-------- Listed entries
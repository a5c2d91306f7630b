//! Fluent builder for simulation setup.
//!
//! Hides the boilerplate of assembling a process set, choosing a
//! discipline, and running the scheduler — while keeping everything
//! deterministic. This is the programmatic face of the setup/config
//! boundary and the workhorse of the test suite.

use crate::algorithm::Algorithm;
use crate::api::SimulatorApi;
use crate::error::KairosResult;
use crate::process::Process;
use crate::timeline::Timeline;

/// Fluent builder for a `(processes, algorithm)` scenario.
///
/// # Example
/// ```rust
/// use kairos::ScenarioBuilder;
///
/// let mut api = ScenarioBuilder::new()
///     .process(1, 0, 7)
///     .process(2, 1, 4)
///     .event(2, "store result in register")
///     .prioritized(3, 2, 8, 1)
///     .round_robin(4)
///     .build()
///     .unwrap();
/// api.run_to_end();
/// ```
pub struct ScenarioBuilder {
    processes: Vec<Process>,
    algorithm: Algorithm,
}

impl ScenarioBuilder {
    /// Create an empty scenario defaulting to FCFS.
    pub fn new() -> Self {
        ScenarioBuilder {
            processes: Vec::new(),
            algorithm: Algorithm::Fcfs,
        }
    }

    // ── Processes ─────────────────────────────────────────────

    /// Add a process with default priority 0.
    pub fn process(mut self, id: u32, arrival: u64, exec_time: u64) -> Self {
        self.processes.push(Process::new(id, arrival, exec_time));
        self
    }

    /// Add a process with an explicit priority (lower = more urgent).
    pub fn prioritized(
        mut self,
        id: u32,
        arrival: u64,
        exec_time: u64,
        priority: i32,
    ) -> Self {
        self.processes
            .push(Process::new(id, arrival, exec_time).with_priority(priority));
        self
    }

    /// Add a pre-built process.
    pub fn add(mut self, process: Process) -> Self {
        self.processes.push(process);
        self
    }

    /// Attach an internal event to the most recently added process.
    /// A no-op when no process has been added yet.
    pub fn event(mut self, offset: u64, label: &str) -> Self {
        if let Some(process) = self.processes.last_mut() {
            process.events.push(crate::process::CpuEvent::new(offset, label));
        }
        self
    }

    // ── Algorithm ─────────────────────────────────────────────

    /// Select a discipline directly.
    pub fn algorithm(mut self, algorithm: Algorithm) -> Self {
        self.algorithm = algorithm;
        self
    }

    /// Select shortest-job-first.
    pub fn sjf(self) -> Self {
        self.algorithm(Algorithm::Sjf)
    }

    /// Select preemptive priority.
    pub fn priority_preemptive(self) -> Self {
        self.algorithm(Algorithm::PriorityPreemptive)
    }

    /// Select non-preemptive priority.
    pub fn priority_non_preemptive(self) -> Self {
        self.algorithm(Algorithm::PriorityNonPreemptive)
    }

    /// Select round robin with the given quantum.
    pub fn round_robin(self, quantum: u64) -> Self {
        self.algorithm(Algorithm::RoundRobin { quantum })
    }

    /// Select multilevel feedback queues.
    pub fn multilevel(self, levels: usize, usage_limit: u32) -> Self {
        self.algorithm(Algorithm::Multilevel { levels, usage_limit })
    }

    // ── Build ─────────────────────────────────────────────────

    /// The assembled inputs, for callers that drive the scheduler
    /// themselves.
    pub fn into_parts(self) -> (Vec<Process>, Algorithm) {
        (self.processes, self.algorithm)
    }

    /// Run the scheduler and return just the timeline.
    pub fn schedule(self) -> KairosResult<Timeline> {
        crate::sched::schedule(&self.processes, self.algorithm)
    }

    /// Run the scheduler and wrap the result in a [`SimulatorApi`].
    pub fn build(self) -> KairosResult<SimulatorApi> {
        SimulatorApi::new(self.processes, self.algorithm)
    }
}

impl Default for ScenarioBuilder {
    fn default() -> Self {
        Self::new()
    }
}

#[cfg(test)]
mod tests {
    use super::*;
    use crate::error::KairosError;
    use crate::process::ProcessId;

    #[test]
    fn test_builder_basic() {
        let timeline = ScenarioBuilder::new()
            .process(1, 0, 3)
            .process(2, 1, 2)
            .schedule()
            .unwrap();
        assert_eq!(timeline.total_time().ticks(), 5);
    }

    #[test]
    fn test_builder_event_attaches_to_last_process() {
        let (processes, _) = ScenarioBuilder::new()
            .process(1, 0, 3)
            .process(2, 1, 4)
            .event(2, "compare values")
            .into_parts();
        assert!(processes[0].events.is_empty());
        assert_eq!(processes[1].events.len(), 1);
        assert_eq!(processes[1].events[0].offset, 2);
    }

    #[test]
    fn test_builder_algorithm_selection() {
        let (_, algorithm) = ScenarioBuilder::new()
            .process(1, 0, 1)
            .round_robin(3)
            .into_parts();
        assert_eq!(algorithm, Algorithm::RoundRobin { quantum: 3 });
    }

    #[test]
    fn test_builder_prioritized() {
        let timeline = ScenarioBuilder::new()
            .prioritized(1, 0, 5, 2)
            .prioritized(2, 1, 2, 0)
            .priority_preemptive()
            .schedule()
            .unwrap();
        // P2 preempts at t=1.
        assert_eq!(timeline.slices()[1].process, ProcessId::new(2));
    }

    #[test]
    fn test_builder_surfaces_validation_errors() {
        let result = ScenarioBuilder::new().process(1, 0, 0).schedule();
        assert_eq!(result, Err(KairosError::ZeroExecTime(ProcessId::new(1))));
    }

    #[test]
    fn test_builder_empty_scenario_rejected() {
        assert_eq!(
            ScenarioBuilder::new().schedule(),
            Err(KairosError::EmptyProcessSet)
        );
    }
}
----------------
# Requirement:
Across the data, how many lines contain the string "KairosResult"? Only the number is wanted.

# Output of the exercise:
3